Metadata-Version: 2.4
Name: rdt-adaptive-hierarchy
Version: 0.1.0
Summary: Deterministic recursive hierarchies for stable partitioning and multiscale coverage.
Author: Steven Reid
License-Expression: MIT
Project-URL: Documentation, https://github.com/RRG314/RDT-Adaptive-Hierarchies/tree/main/docs
Project-URL: Repository, https://github.com/RRG314/RDT-Adaptive-Hierarchies
Project-URL: Issues, https://github.com/RRG314/RDT-Adaptive-Hierarchies/issues
Project-URL: RDT Spatial Index, https://github.com/RRG314/rdt-spatial-index
Keywords: recursive hierarchy,stable partitioning,multiscale coverage,spatial partitioning,scientific testing
Classifier: Development Status :: 3 - Alpha
Classifier: Intended Audience :: Science/Research
Classifier: Intended Audience :: Developers
Classifier: Programming Language :: Python :: 3
Classifier: Programming Language :: Python :: 3.11
Classifier: Programming Language :: Python :: 3.12
Classifier: Topic :: Scientific/Engineering
Classifier: Topic :: Software Development :: Testing
Classifier: Topic :: System :: Distributed Computing
Requires-Python: >=3.11
Description-Content-Type: text/markdown
License-File: LICENSE
Requires-Dist: numpy>=2.0
Requires-Dist: scipy>=1.14
Provides-Extra: test
Requires-Dist: pytest>=8.0; extra == "test"
Requires-Dist: hypothesis>=6.100; extra == "test"
Provides-Extra: data
Requires-Dist: scikit-learn>=1.5; extra == "data"
Provides-Extra: baselines
Requires-Dist: h3>=4.0; extra == "baselines"
Requires-Dist: pygeohash>=1.2; extra == "baselines"
Requires-Dist: s2sphere>=0.2; extra == "baselines"
Provides-Extra: profile
Requires-Dist: psutil>=5.9; extra == "profile"
Provides-Extra: dev
Requires-Dist: build>=1.2; extra == "dev"
Requires-Dist: h3>=4.0; extra == "dev"
Requires-Dist: hypothesis>=6.100; extra == "dev"
Requires-Dist: psutil>=5.9; extra == "dev"
Requires-Dist: pygeohash>=1.2; extra == "dev"
Requires-Dist: pytest>=8.0; extra == "dev"
Requires-Dist: s2sphere>=0.2; extra == "dev"
Requires-Dist: scikit-learn>=1.5; extra == "dev"
Requires-Dist: twine>=5.0; extra == "dev"
Dynamic: license-file

# RDT Adaptive Hierarchies

[![CI](https://github.com/RRG314/RDT-Adaptive-Hierarchies/actions/workflows/ci.yml/badge.svg)](https://github.com/RRG314/RDT-Adaptive-Hierarchies/actions/workflows/ci.yml)
![Python](https://img.shields.io/badge/python-3.11%20%7C%203.12-blue.svg)
[![License: MIT](https://img.shields.io/badge/license-MIT-green.svg)](LICENSE)
![Package](https://img.shields.io/badge/package-0.1.0-informational.svg)
![Status](https://img.shields.io/badge/status-research%20pre--release-orange.svg)

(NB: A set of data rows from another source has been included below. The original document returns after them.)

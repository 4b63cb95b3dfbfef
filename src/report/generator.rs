// src/report/generator.rs
use serde::Serialize;
use tracing::{debug, info};

use super::analysis::AnalysisWriter;
use super::stats::SummaryStats;
use super::template_engine::ReportView;
use super::ReportContext;
use crate::agents::requirements::ReportFormat;
use crate::agents::AiAnalysis;
use crate::data::DataTable;

pub const NO_DATA_REPORT: &str = "# No Data Report\n\nNo data was available for analysis.";

#[derive(Debug, Clone, Serialize)]
pub struct Report {
    pub markdown: String,
    pub analysis: AiAnalysis,
    pub stats: SummaryStats,
}

pub struct ReportGenerator {
    writer: AnalysisWriter,
}

impl ReportGenerator {
    pub fn new(writer: AnalysisWriter) -> Self {
        Self { writer }
    }

    /// Analysis, statistics and the rendered markdown for one table
    pub async fn generate(
        &self,
        table: &DataTable,
        format: &ReportFormat,
        context: &ReportContext,
    ) -> Report {
        info!("Starting report generation");
        if format.include_charts {
            debug!("Charts requested but reports are text-only");
        }

        let analysis = self.writer.analyze(table, context).await;
        let stats = SummaryStats::from_table(table);
        debug!("Summary statistics: {:?}", stats);

        let markdown = ReportView {
            generated_at: chrono::Local::now().format("%Y-%m-%d %H:%M:%S").to_string(),
            context,
            analysis: &analysis,
            table,
        }
        .render();

        info!("Report generation completed");
        Report {
            markdown,
            analysis,
            stats,
        }
    }
}

#[cfg(test)]
mod tests {
    use super::*;
    use crate::llm::{ChatBackend, ChatRequest, RateLimiter};
    use crate::types::{RecordSource, ScrapedRecord};
    use anyhow::Result;
    use async_trait::async_trait;
    use std::sync::Arc;
    use std::time::Duration;

    struct Bullets;

    #[async_trait]
    impl ChatBackend for Bullets {
        async fn complete(&self, _request: ChatRequest) -> Result<String> {
            Ok("Key insights:\n- Most profiles are senior\nTrends:\n- Remote work".to_string())
        }
    }

    #[tokio::test]
    async fn report_combines_analysis_stats_and_template() {
        let generator = ReportGenerator::new(AnalysisWriter::new(
            Arc::new(Bullets),
            Arc::new(RateLimiter::new(Duration::ZERO)),
            "analysis-model",
        ));
        let table = DataTable::from_records(&[ScrapedRecord {
            headline: "Senior Engineer".to_string(),
            source: RecordSource::LinkedIn,
            ..ScrapedRecord::web_source("https://www.linkedin.com/in/jane", "Jane", "")
        }]);
        let context = ReportContext {
            user_input: "senior engineers".to_string(),
            ..ReportContext::default()
        };

        let report = generator
            .generate(&table, &ReportFormat::default(), &context)
            .await;

        assert_eq!(report.analysis.key_insights, vec!["Most profiles are senior"]);
        assert_eq!(report.analysis.trends, vec!["Remote work"]);
        assert_eq!(report.stats.experience_levels.senior, 1);
        assert!(report.markdown.contains("- Most profiles are senior"));
        assert!(report.markdown.contains("| Jane | Senior Engineer | N/A | LinkedIn |"));
    }
}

RDT Adaptive Hierarchies is a Python research package for deterministic recursive partitions with stable labels, depth metadata, and deterministic coverage schedules. The package is built around a smaller, testable version of the RDT idea: recursive structure is useful when it preserves something measurable during refinement or resize.

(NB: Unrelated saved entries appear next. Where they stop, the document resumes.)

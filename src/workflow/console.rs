// src/workflow/console.rs
//! Human-facing progress lines on stdout; logging goes through tracing.

use super::WorkflowResults;

const RULE_WIDTH: usize = 80;

#[derive(Debug, Clone, Copy, PartialEq, Eq)]
pub enum StepStatus {
    Starting,
    Running,
    Completed,
    Failed,
    Waiting,
}

impl StepStatus {
    fn icon(self) -> &'static str {
        match self {
            StepStatus::Starting => "🔄",
            StepStatus::Running => "⚡",
            StepStatus::Completed => "✅",
            StepStatus::Failed => "❌",
            StepStatus::Waiting => "⏳",
        }
    }

    pub fn as_str(self) -> &'static str {
        match self {
            StepStatus::Starting => "starting",
            StepStatus::Running => "running",
            StepStatus::Completed => "completed",
            StepStatus::Failed => "failed",
            StepStatus::Waiting => "waiting",
        }
    }
}

#[derive(Debug, Clone, Copy, Default)]
pub struct Console {
    pub quiet: bool,
    pub verbose: bool,
}

impl Console {
    pub fn new(quiet: bool, verbose: bool) -> Self {
        Self { quiet, verbose }
    }

    pub fn header(&self, input: &str) {
        if self.quiet {
            return;
        }
        println!("\n{}", "=".repeat(RULE_WIDTH));
        println!("🚀 PROSPECTOR - AI AGENT PIPELINE");
        println!("{}", "=".repeat(RULE_WIDTH));
        println!("📅 Started at: {}", chrono::Local::now().format("%Y-%m-%d %H:%M:%S"));
        println!("🎯 User Request: {}", input);
        println!("{}\n", "=".repeat(RULE_WIDTH));
    }

    pub fn status(&self, agent: &str, status: StepStatus, message: &str) {
        if self.quiet {
            return;
        }
        println!(
            "{} {}: {}",
            status.icon(),
            agent.to_uppercase(),
            status.as_str().to_uppercase()
        );
        if !message.is_empty() {
            println!("   └─ {}", message);
        }
        println!();
    }

    /// Only shown with `--verbose`
    pub fn detail(&self, line: &str) {
        if self.verbose && !self.quiet {
            println!("   {}", line);
        }
    }

    pub fn completion(&self, results: &WorkflowResults) {
        if self.quiet {
            return;
        }
        let report_len = results
            .final_report
            .as_ref()
            .map(|r| r.chars().count())
            .unwrap_or(0);
        println!("\n{}", "=".repeat(RULE_WIDTH));
        println!("🎉 WORKFLOW COMPLETED SUCCESSFULLY");
        println!("{}", "=".repeat(RULE_WIDTH));
        println!("📊 Results Summary:");
        println!("   • Records scraped: {}", results.scraped_data_count);
        println!("   • Records cleaned: {}", results.cleaned_data_count);
        println!(
            "   • Report generated: {}",
            if results.report_generated { "✅ Yes" } else { "❌ No" }
        );
        println!("   • Report length: {} characters", report_len);
        println!(
            "   • Completion time: {}",
            chrono::Local::now().format("%Y-%m-%d %H:%M:%S")
        );
        println!("{}\n", "=".repeat(RULE_WIDTH));
    }
}
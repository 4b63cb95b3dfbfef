// src/report/stats.rs
//! Aggregate statistics over the assembled table.

use serde::Serialize;
use std::collections::HashSet;

use crate::data::DataTable;

const TOP_LOCATIONS: usize = 10;
const SUMMARY_LOCATIONS: usize = 5;
const COMMON_SKILLS: usize = 10;

const SENIOR_WORDS: &[&str] = &["senior", "lead", "principal"];
const ENTRY_WORDS: &[&str] = &["junior", "entry", "associate"];
const EXECUTIVE_WORDS: &[&str] = &["director", "vp", "cto", "ceo"];
const MID_WORDS: &[&str] = &["engineer", "developer", "analyst"];

#[derive(Debug, Clone, Default, PartialEq, Serialize)]
pub struct ExperienceLevels {
    pub entry: usize,
    pub mid: usize,
    pub senior: usize,
    pub executive: usize,
    pub unknown: usize,
}

impl ExperienceLevels {
    /// Headline keywords, checked from most to least senior-specific
    pub fn classify<'a>(headlines: impl IntoIterator<Item = &'a str>) -> Self {
        let mut levels = Self::default();
        for headline in headlines {
            let lower = headline.to_lowercase();
            let has = |words: &[&str]| words.iter().any(|w| lower.contains(w));
            if has(SENIOR_WORDS) {
                levels.senior += 1;
            } else if has(ENTRY_WORDS) {
                levels.entry += 1;
            } else if has(EXECUTIVE_WORDS) {
                levels.executive += 1;
            } else if has(MID_WORDS) {
                levels.mid += 1;
            } else {
                levels.unknown += 1;
            }
        }
        levels
    }
}

#[derive(Debug, Clone, Default, PartialEq, Serialize)]
pub struct SummaryStats {
    pub total_records: usize,
    pub unique_locations: usize,
    pub records_with_skills: usize,
    pub records_with_experience: usize,
    pub avg_skills_per_record: f64,
    pub top_locations: Vec<(String, usize)>,
    pub source_distribution: Vec<(String, usize)>,
    pub experience_levels: ExperienceLevels,
}

impl SummaryStats {
    pub fn from_table(table: &DataTable) -> Self {
        if table.is_empty() {
            return Self::default();
        }
        let rows = table.rows();

        let unique_locations = rows
            .iter()
            .map(|r| r.location.as_str())
            .collect::<HashSet<_>>()
            .len();

        Self {
            total_records: rows.len(),
            unique_locations,
            records_with_skills: rows.iter().filter(|r| !r.all_skills.is_empty()).count(),
            records_with_experience: rows.iter().filter(|r| !r.experience.is_empty()).count(),
            avg_skills_per_record: avg_skills(table),
            top_locations: value_counts(rows.iter().map(|r| r.location.clone()))
                .into_iter()
                .take(TOP_LOCATIONS)
                .collect(),
            source_distribution: value_counts(rows.iter().map(|r| r.source.to_string())),
            experience_levels: ExperienceLevels::classify(rows.iter().map(|r| r.headline.as_str())),
        }
    }
}

/// What the analysis prompt is told about the table
#[derive(Debug, Clone, Default, PartialEq, Serialize)]
pub struct DataSummary {
    pub total_records: usize,
    pub columns: Vec<String>,
    pub data_types: Vec<(String, &'static str)>,
    pub top_locations: Vec<(String, usize)>,
    pub common_skills: Vec<(String, usize)>,
    pub avg_skills_per_record: f64,
    pub records_with_experience: usize,
    pub sources: Vec<(String, usize)>,
}

impl DataSummary {
    pub fn from_table(table: &DataTable) -> Self {
        let rows = table.rows();
        Self {
            total_records: rows.len(),
            columns: table.columns(),
            data_types: table.column_types(),
            top_locations: value_counts(rows.iter().map(|r| r.location.clone()))
                .into_iter()
                .take(SUMMARY_LOCATIONS)
                .collect(),
            common_skills: common_skills(table, COMMON_SKILLS),
            avg_skills_per_record: avg_skills(table),
            records_with_experience: rows.iter().filter(|r| !r.experience.is_empty()).count(),
            sources: value_counts(rows.iter().map(|r| r.source.to_string())),
        }
    }
}

/// Most frequent skills across every row
pub fn common_skills(table: &DataTable, top_n: usize) -> Vec<(String, usize)> {
    value_counts(table.rows().iter().flat_map(|r| r.all_skills.iter().cloned()))
        .into_iter()
        .take(top_n)
        .collect()
}

fn avg_skills(table: &DataTable) -> f64 {
    if table.is_empty() {
        return 0.0;
    }
    let total: usize = table.rows().iter().map(|r| r.all_skills.len()).sum();
    total as f64 / table.len() as f64
}

// Descending by count; equal counts keep first-seen order
fn value_counts(values: impl Iterator<Item = String>) -> Vec<(String, usize)> {
    let mut counts: Vec<(String, usize)> = Vec::new();
    for value in values {
        match counts.iter_mut().find(|(v, _)| *v == value) {
            Some((_, n)) => *n += 1,
            None => counts.push((value, 1)),
        }
    }
    counts.sort_by(|a, b| b.1.cmp(&a.1));
    counts
}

The two main applications in this repo are:

1. `rdt-stable-partition`: partition points into buckets, then resize the number of buckets while trading off movement, locality, and load.
2. `rdt-cover`: generate deterministic numerical test cases at boundaries, midpoints, powers of ten, corners, and shell-like scale transitions.

The repo also includes bounded experimental modules for recursive-depth geometry validation, residual sampling, and shell diagnostics. Those modules are documented as limited research tools, not headline claims.

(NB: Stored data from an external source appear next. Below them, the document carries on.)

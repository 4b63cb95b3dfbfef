// src/data/table.rs
use anyhow::{Context, Result};
use serde::Serialize;

use crate::types::{EducationEntry, ExperienceEntry, RecordSource, ScrapedRecord, SearchContext};

pub const COLUMNS: &[&str] = &[
    "profile_url",
    "name",
    "headline",
    "location",
    "summary",
    "experience",
    "skills",
    "education",
    "source",
    "all_skills",
];

const LIST_COLUMNS: &[&str] = &["experience", "skills", "education", "all_skills"];

#[derive(Debug, Clone, PartialEq, Serialize)]
pub struct DataRow {
    pub profile_url: String,
    pub name: String,
    pub headline: String,
    pub location: String,
    pub summary: String,
    pub experience: Vec<ExperienceEntry>,
    pub skills: Vec<String>,
    pub education: Vec<EducationEntry>,
    pub source: RecordSource,
    pub all_skills: Vec<String>,
}

impl DataRow {
    fn from_record(record: &ScrapedRecord) -> Self {
        let name = record.name.trim();
        Self {
            profile_url: record.profile_url.clone(),
            name: if name.is_empty() { "Unknown" } else { name }.to_string(),
            headline: record.headline.trim().to_string(),
            location: record.location.trim().to_string(),
            summary: record.summary.clone(),
            experience: record.experience.clone(),
            skills: record.skills.clone(),
            education: record.education.clone(),
            source: record.source,
            all_skills: record.skills.clone(),
        }
    }

    fn web_answer(answer: &str) -> Self {
        Self {
            profile_url: String::new(),
            name: "Web Answer".to_string(),
            headline: String::new(),
            location: String::new(),
            summary: answer.to_string(),
            experience: Vec::new(),
            skills: Vec::new(),
            education: Vec::new(),
            source: RecordSource::CompoundBeta,
            all_skills: Vec::new(),
        }
    }

    fn csv_fields(&self) -> Result<Vec<String>> {
        Ok(vec![
            self.profile_url.clone(),
            self.name.clone(),
            self.headline.clone(),
            self.location.clone(),
            self.summary.clone(),
            serde_json::to_string(&self.experience)?,
            serde_json::to_string(&self.skills)?,
            serde_json::to_string(&self.education)?,
            self.source.to_string(),
            serde_json::to_string(&self.all_skills)?,
        ])
    }
}

#[derive(Debug, Clone, Default, PartialEq)]
pub struct DataTable {
    rows: Vec<DataRow>,
}

impl DataTable {
    pub fn from_records(records: &[ScrapedRecord]) -> Self {
        Self {
            rows: records.iter().map(DataRow::from_record).collect(),
        }
    }

    /// An empty table still reports the narrative answer as a single row
    pub fn with_answer_fallback(mut self, context: &SearchContext) -> Self {
        if self.rows.is_empty() && !context.answer.is_empty() {
            self.rows.push(DataRow::web_answer(&context.answer));
        }
        self
    }

    pub fn rows(&self) -> &[DataRow] {
        &self.rows
    }

    pub fn len(&self) -> usize {
        self.rows.len()
    }

    pub fn is_empty(&self) -> bool {
        self.rows.is_empty()
    }

    pub fn columns(&self) -> Vec<String> {
        COLUMNS.iter().map(|c| c.to_string()).collect()
    }

    /// Column name paired with `list` or `text`
    pub fn column_types(&self) -> Vec<(String, &'static str)> {
        COLUMNS
            .iter()
            .map(|c| {
                let kind = if LIST_COLUMNS.contains(c) { "list" } else { "text" };
                (c.to_string(), kind)
            })
            .collect()
    }

    /// One line per row, list columns JSON encoded
    pub fn to_csv_string(&self) -> Result<String> {
        let mut writer = csv::Writer::from_writer(Vec::new());
        writer
            .write_record(COLUMNS)
            .context("Failed to write CSV header")?;
        for row in &self.rows {
            writer
                .write_record(row.csv_fields()?)
                .with_context(|| format!("Failed to write CSV row for {}", row.name))?;
        }
        let bytes = writer
            .into_inner()
            .map_err(|e| anyhow::anyhow!("Failed to flush CSV writer: {}", e.error()))?;
        String::from_utf8(bytes).context("CSV output was not valid UTF-8")
    }
}

#[cfg(test)]
mod tests {
    use super::*;

    fn record(name: &str, source: RecordSource) -> ScrapedRecord {
        ScrapedRecord {
            source,
            location: "  Berlin ".to_string(),
            skills: vec!["rust".to_string(), "sql".to_string()],
            ..ScrapedRecord::web_source("https://example.com", name, "summary")
        }
    }

    #[test]
    fn rows_are_trimmed_and_defaulted() {
        let table = DataTable::from_records(&[
            record("  Jane ", RecordSource::LinkedIn),
            record("", RecordSource::CompoundBeta),
        ]);
        assert_eq!(table.len(), 2);
        assert_eq!(table.rows()[0].name, "Jane");
        assert_eq!(table.rows()[0].location, "Berlin");
        assert_eq!(table.rows()[1].name, "Unknown");
        assert_eq!(table.rows()[0].all_skills, vec!["rust", "sql"]);
    }

    #[test]
    fn answer_row_only_fills_an_empty_table() {
        let context = SearchContext {
            answer: "Rust is popular".to_string(),
            ..SearchContext::default()
        };
        let table = DataTable::from_records(&[]).with_answer_fallback(&context);
        assert_eq!(table.len(), 1);
        assert_eq!(table.rows()[0].name, "Web Answer");
        assert_eq!(table.rows()[0].source, RecordSource::CompoundBeta);

        let full = DataTable::from_records(&[record("Jane", RecordSource::LinkedIn)])
            .with_answer_fallback(&context);
        assert_eq!(full.rows()[0].name, "Jane");

        assert!(DataTable::default()
            .with_answer_fallback(&SearchContext::default())
            .is_empty());
    }

    #[test]
    fn csv_encodes_lists_as_json() {
        let table = DataTable::from_records(&[record("Jane", RecordSource::LinkedIn)]);
        let csv = table.to_csv_string().unwrap();

        let mut reader = csv::Reader::from_reader(csv.as_bytes());
        let headers = reader.headers().unwrap().clone();
        assert_eq!(headers.len(), COLUMNS.len());

        let row = reader.records().next().unwrap().unwrap();
        assert_eq!(&row[1], "Jane");
        assert_eq!(&row[6], r#"["rust","sql"]"#);
        assert_eq!(&row[8], "LinkedIn");
    }
}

![Stable label inheritance mechanism](https://raw.githubusercontent.com/RRG314/RDT-Adaptive-Hierarchies/main/docs/figures/rdt_stable_label_mechanism.svg)

## Origin

The Recursive Division Tree line of work began with Steven Reid's Zenodo preprint *Recursive Division Tree: A Log-Log Algorithm for Integer Depth* (DOI `10.5281/zenodo.18012166`). That earlier work studied recursive depth on positive integers. This repository is a later narrowing of the idea into a computational hierarchy over finite numeric point sets.

The important change is scope. The preprint motivates depth and shell structure; this package asks which recursive metadata survives baseline comparison and ablation. The answer here is narrower: stable labels for resize partitioning and deterministic coverage schedules for numerical edge cases.

## Why This Exists

Many systems need to assign points, keys, tasks, or regions to buckets. When the bucket count changes, the assignment should not move everything. Consistent hashing methods are good at minimizing movement, but they normally do not preserve spatial locality. Spatial orderings and grids can preserve locality, but they can move many points during resize or create load imbalance.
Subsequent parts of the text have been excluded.